[[ EXTRACTED MATERIAL, beginning ]]

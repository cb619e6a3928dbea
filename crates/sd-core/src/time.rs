//! Simulation time model and configuration.
//!
//! # Design
//!
//! The outer loop counts whole steps with a `Tick` counter.  Inside a step
//! the simulation advances by `elapsed_ticks_per_step` (an `f32`), because
//! vehicle motion is measured in fractional ticks: a lagging server may hand
//! the scheduler 1.5 ticks of motion in a single step.
//!
//! All kinematic quantities use the same units: distance in blocks, time in
//! ticks, speed in blocks per tick, acceleration in blocks per tick².

use std::fmt;

// ── Tick ─────────────────────────────────────────────────────────────────────

/// An absolute step counter.
#[derive(Copy, Clone, PartialEq, Eq, PartialOrd, Ord, Hash, Debug, Default)]
#[cfg_attr(feature = "serde", derive(serde::Serialize, serde::Deserialize))]
pub struct Tick(pub u64);

impl Tick {
    pub const ZERO: Tick = Tick(0);

    /// Return the tick `n` steps after `self`.
    #[inline]
    pub fn offset(self, n: u64) -> Tick {
        Tick(self.0 + n)
    }

    #[inline]
    pub fn next(self) -> Tick {
        Tick(self.0 + 1)
    }
}

impl std::ops::Add<u64> for Tick {
    type Output = Tick;
    #[inline]
    fn add(self, rhs: u64) -> Tick {
        Tick(self.0 + rhs)
    }
}

impl fmt::Display for Tick {
    fn fmt(&self, f: &mut fmt::Formatter<'_>) -> fmt::Result {
        write!(f, "T{}", self.0)
    }
}

// ── KinematicConfig ───────────────────────────────────────────────────────────

/// Constants of the kinematic model shared by the profiler and the vehicle
/// simulator.
#[derive(Copy, Clone, Debug, PartialEq)]
#[cfg_attr(feature = "serde", derive(serde::Serialize, serde::Deserialize))]
#[cfg_attr(feature = "serde", serde(default))]
pub struct KinematicConfig {
    /// Constant acceleration and deceleration rate, blocks per tick².  Also
    /// used as the "standstill" reference speed a vehicle departs with.
    pub acceleration: f32,

    /// Ticks per unit of scheduled dwell time.  A platform dwell of `d`
    /// holds the vehicle for `d * dwell_ticks_per_unit` ticks.
    pub dwell_ticks_per_unit: f32,
}

impl KinematicConfig {
    pub const DEFAULT_ACCELERATION: f32 = 0.01;
    pub const DEFAULT_DWELL_TICKS_PER_UNIT: f32 = 10.0;

    /// Ticks needed to brake from `speed` to a stop.
    #[inline]
    pub fn braking_ticks(&self, speed: f32) -> f32 {
        speed / (2.0 * self.acceleration)
    }

    #[inline]
    pub fn dwell_ticks(&self, dwell_time: f32) -> f32 {
        dwell_time * self.dwell_ticks_per_unit
    }
}

impl Default for KinematicConfig {
    fn default() -> Self {
        Self {
            acceleration:         Self::DEFAULT_ACCELERATION,
            dwell_ticks_per_unit: Self::DEFAULT_DWELL_TICKS_PER_UNIT,
        }
    }
}

// ── SimConfig ─────────────────────────────────────────────────────────────────

/// Top-level simulation configuration.
///
/// Typically loaded from a JSON file by the application crate and passed to
/// the yard builder.
#[derive(Clone, Debug, PartialEq)]
#[cfg_attr(feature = "serde", derive(serde::Serialize, serde::Deserialize))]
pub struct SimConfig {
    /// Total steps to simulate.
    pub total_ticks: u64,

    /// Master RNG seed.  The same seed always produces identical results.
    pub seed: u64,

    /// Ticks of vehicle motion applied per step.  1.0 for a server that keeps
    /// up; larger values catch up after lag.
    pub elapsed_ticks_per_step: f32,

    /// Kinematic constants.
    #[cfg_attr(feature = "serde", serde(default))]
    pub kinematics: KinematicConfig,
}

impl SimConfig {
    /// The tick at which the simulation ends (exclusive upper bound).
    #[inline]
    pub fn end_tick(&self) -> Tick {
        Tick(self.total_ticks)
    }

    /// Check value ranges that would otherwise produce NaN or infinite loops
    /// deep inside the profiler.
    pub fn validate(&self) -> crate::CoreResult<()> {
        let k = &self.kinematics;
        if !(k.acceleration.is_finite() && k.acceleration > 0.0) {
            return Err(crate::CoreError::Config(format!(
                "acceleration must be positive and finite, got {}",
                k.acceleration
            )));
        }
        if !(k.dwell_ticks_per_unit.is_finite() && k.dwell_ticks_per_unit >= 0.0) {
            return Err(crate::CoreError::Config(format!(
                "dwell_ticks_per_unit must be non-negative, got {}",
                k.dwell_ticks_per_unit
            )));
        }
        if !(self.elapsed_ticks_per_step.is_finite() && self.elapsed_ticks_per_step > 0.0) {
            return Err(crate::CoreError::Config(format!(
                "elapsed_ticks_per_step must be positive, got {}",
                self.elapsed_ticks_per_step
            )));
        }
        Ok(())
    }
}

impl Default for SimConfig {
    fn default() -> Self {
        Self {
            total_ticks:            24_000,
            seed:                   0,
            elapsed_ticks_per_step: 1.0,
            kinematics:             KinematicConfig::default(),
        }
    }
}
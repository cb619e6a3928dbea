//! Persistence and replication shapes for a siding, and keyed field updates.
//!
//! | Shape              | Vehicle type | Vehicles | Used for                 |
//! |--------------------|--------------|----------|--------------------------|
//! | [`SidingSnapshot`] | by name      | yes      | saving to storage        |
//! | [`SidingReplica`]  | by index     | no       | syncing to observers     |
//!
//! Neither shape carries the kinematic profile; restoring always recomputes
//! it from the restored path.  An unknown type name or out-of-range index
//! falls back to the first vehicle type.

use serde::{Deserialize, Serialize};

use sd_core::{AnchorId, KinematicConfig, VehicleMapping, VehicleType};
use sd_mobility::Vehicle;
use sd_rail::{Anchor, PathSegment};

use crate::{SidingRecord, SidingResult};

// ── Field updates ─────────────────────────────────────────────────────────────

/// One keyed change to a siding's configuration.
#[derive(Clone, Debug, PartialEq, Serialize, Deserialize)]
#[serde(rename_all = "snake_case")]
pub enum FieldUpdate {
    VehicleType { custom_id: String, type_index: u32 },
    UnlimitedSpawning(bool),
    /// A key owned by the base entity, passed through untouched.
    Other { key: String, payload: String },
}

impl FieldUpdate {
    pub const KEY_VEHICLE_TYPE: &'static str = "vehicle_type";
    pub const KEY_UNLIMITED_SPAWNING: &'static str = "unlimited_spawning";

    pub fn key(&self) -> &str {
        match self {
            FieldUpdate::VehicleType { .. } => Self::KEY_VEHICLE_TYPE,
            FieldUpdate::UnlimitedSpawning(_) => Self::KEY_UNLIMITED_SPAWNING,
            FieldUpdate::Other { key, .. } => key,
        }
    }
}

/// A field update addressed to one siding, as broadcast to peers.
#[derive(Clone, Debug, PartialEq, Serialize, Deserialize)]
pub struct SidingUpdate {
    pub siding: AnchorId,
    pub update: FieldUpdate,
}

// ── Snapshot ──────────────────────────────────────────────────────────────────

#[derive(Clone, Debug, PartialEq, Serialize, Deserialize)]
pub struct SidingSnapshot {
    pub anchor:             Anchor,
    pub rail_length:        f32,
    #[serde(default)]
    pub custom_id:          String,
    #[serde(default)]
    pub vehicle_type:       String,
    #[serde(default)]
    pub unlimited_spawning: bool,
    #[serde(default)]
    pub path:               Vec<PathSegment>,
    #[serde(default)]
    pub vehicles:           Vec<Vehicle>,
}

#[derive(Clone, Debug, PartialEq, Serialize, Deserialize)]
pub struct SidingReplica {
    pub anchor:             Anchor,
    pub rail_length:        f32,
    #[serde(default)]
    pub custom_id:          String,
    #[serde(default)]
    pub type_index:         u32,
    #[serde(default)]
    pub unlimited_spawning: bool,
    #[serde(default)]
    pub path:               Vec<PathSegment>,
}

impl SidingRecord {
    pub fn snapshot(&self) -> SidingSnapshot {
        SidingSnapshot {
            anchor:             self.anchor,
            rail_length:        self.rail_length,
            custom_id:          self.mapping.custom_id.clone(),
            vehicle_type:       self.mapping.vehicle_type.as_str().to_owned(),
            unlimited_spawning: self.unlimited_spawning,
            path:               self.path.clone(),
            vehicles:           self.vehicles.values().cloned().collect(),
        }
    }

    pub fn replica(&self) -> SidingReplica {
        SidingReplica {
            anchor:             self.anchor,
            rail_length:        self.rail_length,
            custom_id:          self.mapping.custom_id.clone(),
            type_index:         self.mapping.vehicle_type.index(),
            unlimited_spawning: self.unlimited_spawning,
            path:               self.path.clone(),
        }
    }

    /// Rebuild a siding from storage.  The depot association is not stored;
    /// the restored siding starts detached.
    pub fn restore(snapshot: SidingSnapshot, kinematics: KinematicConfig, seed: u64) -> SidingResult<Self> {
        let vehicle_type = VehicleType::from_name_or_default(&snapshot.vehicle_type);
        let mut record = Self::new(snapshot.anchor, snapshot.rail_length, kinematics, seed)?;
        record.install(
            VehicleMapping::new(snapshot.custom_id, vehicle_type),
            snapshot.unlimited_spawning,
            snapshot.path,
        );

        let siding = record.id();
        for vehicle in snapshot.vehicles {
            if vehicle.siding() == siding {
                record.vehicles.insert(vehicle.id(), vehicle);
            } else {
                log::debug!("{siding}: dropping restored vehicle {} of {}", vehicle.id(), vehicle.siding());
            }
        }
        record.regenerate_profile();
        Ok(record)
    }

    /// Rebuild a siding's observer-side copy from a replica.
    pub fn from_replica(replica: SidingReplica, kinematics: KinematicConfig, seed: u64) -> SidingResult<Self> {
        let vehicle_type = VehicleType::from_index_or_default(replica.type_index);
        let mut record = Self::new(replica.anchor, replica.rail_length, kinematics, seed)?;
        record.install(
            VehicleMapping::new(replica.custom_id, vehicle_type),
            replica.unlimited_spawning,
            replica.path,
        );
        record.regenerate_profile();
        Ok(record)
    }

    fn install(&mut self, mapping: VehicleMapping, unlimited_spawning: bool, path: Vec<PathSegment>) {
        self.car_count = mapping.car_count(self.rail_length);
        self.mapping = mapping;
        self.unlimited_spawning = unlimited_spawning;
        self.path = path;
    }
}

[[ EXTRACTED MATERIAL, end ]]

#### [EXERCISE DIRECTIONS]
List every line above containing the word "storage".

#### [EXPECTED ANSWER]
//! | [`SidingSnapshot`] | by name      | yes      | saving to storage        |
    /// Rebuild a siding from storage.  The depot association is not stored;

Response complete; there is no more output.